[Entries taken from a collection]

# # # # # # #

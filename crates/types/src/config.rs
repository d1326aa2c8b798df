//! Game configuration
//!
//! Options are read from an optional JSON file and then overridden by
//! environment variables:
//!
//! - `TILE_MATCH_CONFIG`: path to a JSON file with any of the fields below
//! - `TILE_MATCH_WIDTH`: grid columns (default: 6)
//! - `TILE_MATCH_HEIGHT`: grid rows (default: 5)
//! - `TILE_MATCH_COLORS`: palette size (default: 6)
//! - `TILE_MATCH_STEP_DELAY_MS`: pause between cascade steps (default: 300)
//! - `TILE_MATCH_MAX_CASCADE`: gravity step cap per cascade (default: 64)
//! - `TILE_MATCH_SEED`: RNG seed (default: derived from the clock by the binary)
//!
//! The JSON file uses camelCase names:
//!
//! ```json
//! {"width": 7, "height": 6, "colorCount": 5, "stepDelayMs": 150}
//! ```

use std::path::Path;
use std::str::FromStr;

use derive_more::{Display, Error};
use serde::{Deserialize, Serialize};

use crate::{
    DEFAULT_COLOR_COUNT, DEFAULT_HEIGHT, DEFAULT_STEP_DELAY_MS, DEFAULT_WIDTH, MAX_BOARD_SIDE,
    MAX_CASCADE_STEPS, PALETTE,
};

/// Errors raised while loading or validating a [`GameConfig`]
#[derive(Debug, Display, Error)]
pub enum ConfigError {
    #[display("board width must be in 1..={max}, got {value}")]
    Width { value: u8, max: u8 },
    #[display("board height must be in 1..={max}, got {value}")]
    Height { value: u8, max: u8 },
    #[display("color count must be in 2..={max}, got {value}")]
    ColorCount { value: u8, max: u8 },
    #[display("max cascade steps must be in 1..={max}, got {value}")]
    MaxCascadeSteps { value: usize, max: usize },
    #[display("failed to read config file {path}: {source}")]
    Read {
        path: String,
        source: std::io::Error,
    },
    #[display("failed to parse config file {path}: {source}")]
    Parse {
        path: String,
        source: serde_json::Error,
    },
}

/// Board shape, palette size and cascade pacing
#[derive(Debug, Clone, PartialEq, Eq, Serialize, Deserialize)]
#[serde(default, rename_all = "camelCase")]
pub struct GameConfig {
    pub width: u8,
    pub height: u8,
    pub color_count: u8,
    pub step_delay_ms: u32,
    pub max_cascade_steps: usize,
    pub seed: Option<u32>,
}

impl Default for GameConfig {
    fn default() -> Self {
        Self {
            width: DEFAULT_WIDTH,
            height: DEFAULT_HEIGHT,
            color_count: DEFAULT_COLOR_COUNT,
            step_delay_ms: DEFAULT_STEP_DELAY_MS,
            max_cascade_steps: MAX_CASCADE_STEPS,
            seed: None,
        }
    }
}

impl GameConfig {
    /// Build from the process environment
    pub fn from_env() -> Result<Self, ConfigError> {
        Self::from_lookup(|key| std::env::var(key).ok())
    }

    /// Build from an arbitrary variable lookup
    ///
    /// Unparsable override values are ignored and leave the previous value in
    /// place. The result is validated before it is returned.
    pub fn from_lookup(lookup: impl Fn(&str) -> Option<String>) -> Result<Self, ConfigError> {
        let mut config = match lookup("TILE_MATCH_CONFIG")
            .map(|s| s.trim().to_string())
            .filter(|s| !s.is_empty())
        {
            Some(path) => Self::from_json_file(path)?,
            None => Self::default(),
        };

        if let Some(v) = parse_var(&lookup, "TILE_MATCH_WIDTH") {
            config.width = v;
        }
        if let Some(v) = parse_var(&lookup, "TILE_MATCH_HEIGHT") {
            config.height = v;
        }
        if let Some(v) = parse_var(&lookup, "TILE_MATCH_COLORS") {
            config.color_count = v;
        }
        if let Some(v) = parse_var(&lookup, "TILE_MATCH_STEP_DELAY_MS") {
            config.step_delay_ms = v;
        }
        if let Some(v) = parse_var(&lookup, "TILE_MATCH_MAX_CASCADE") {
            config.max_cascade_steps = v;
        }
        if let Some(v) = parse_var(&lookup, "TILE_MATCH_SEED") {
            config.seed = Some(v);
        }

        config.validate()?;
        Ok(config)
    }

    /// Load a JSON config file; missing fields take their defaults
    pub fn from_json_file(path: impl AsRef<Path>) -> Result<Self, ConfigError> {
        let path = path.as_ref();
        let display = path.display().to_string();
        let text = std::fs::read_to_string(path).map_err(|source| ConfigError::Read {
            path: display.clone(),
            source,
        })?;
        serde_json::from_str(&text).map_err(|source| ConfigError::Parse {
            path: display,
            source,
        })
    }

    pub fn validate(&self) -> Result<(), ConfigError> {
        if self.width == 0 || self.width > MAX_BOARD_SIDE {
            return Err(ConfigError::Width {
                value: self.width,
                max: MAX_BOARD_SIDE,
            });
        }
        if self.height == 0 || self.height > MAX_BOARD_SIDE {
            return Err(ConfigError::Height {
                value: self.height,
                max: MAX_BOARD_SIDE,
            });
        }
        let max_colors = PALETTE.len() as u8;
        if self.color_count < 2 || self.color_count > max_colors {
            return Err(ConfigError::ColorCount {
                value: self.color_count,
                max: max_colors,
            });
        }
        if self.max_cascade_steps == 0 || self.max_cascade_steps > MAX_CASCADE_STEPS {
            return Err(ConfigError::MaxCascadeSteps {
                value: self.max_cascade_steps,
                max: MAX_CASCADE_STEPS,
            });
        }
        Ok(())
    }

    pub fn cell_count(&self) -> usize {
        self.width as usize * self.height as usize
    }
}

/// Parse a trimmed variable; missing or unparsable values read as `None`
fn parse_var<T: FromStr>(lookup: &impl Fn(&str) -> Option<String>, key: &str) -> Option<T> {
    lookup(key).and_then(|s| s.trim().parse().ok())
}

# # # # # # #

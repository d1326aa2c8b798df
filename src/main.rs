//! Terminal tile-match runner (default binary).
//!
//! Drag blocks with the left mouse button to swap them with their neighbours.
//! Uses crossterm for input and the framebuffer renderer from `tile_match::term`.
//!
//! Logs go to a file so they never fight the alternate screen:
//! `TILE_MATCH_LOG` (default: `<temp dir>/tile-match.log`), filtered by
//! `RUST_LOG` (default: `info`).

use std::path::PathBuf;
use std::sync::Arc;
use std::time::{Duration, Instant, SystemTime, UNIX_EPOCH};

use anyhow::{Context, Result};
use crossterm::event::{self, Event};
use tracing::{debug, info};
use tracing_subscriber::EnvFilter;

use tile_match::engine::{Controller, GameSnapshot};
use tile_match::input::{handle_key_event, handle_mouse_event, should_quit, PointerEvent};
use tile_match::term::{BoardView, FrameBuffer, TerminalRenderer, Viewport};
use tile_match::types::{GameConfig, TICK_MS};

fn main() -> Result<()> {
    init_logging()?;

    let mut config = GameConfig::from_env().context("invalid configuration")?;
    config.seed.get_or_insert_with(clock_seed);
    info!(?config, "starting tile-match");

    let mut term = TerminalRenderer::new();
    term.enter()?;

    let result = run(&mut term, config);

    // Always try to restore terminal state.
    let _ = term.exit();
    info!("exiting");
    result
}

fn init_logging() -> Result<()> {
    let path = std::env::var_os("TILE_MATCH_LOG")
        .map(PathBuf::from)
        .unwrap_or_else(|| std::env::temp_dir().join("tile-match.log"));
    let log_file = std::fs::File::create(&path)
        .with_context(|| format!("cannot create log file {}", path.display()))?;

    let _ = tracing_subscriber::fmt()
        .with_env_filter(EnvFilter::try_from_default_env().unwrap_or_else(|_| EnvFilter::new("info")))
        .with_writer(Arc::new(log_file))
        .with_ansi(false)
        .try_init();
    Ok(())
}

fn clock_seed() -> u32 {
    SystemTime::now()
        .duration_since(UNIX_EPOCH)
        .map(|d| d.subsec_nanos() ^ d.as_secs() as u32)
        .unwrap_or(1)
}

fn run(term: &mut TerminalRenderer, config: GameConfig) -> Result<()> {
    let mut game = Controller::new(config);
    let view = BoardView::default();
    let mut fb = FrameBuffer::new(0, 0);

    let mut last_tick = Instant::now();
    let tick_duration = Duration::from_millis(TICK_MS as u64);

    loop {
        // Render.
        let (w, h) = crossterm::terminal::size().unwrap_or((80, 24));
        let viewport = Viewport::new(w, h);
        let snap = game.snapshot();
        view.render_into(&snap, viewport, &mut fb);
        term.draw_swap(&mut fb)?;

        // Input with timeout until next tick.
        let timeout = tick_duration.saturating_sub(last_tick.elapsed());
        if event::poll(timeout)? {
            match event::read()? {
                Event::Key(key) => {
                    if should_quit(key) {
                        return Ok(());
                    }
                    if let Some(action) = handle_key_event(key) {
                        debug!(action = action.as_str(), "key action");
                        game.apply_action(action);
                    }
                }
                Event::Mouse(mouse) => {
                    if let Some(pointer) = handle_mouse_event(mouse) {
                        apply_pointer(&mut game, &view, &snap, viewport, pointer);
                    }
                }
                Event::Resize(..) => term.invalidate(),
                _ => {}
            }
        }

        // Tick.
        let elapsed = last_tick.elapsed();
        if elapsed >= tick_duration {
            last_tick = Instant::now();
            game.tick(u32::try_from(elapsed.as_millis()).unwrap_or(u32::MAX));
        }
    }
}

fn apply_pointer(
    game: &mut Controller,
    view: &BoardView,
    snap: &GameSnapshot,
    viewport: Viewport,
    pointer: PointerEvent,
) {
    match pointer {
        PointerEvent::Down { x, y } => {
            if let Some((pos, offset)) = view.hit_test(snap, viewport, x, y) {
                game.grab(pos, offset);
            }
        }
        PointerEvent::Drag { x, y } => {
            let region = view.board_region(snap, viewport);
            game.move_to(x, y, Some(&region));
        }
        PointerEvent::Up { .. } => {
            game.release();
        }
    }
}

# # # # # # #

> ASSIGNMENT
How many of the lines above contain the word "BoardView"? Give the number alone.

> RESPONSE FOR THIS EXERCISE
3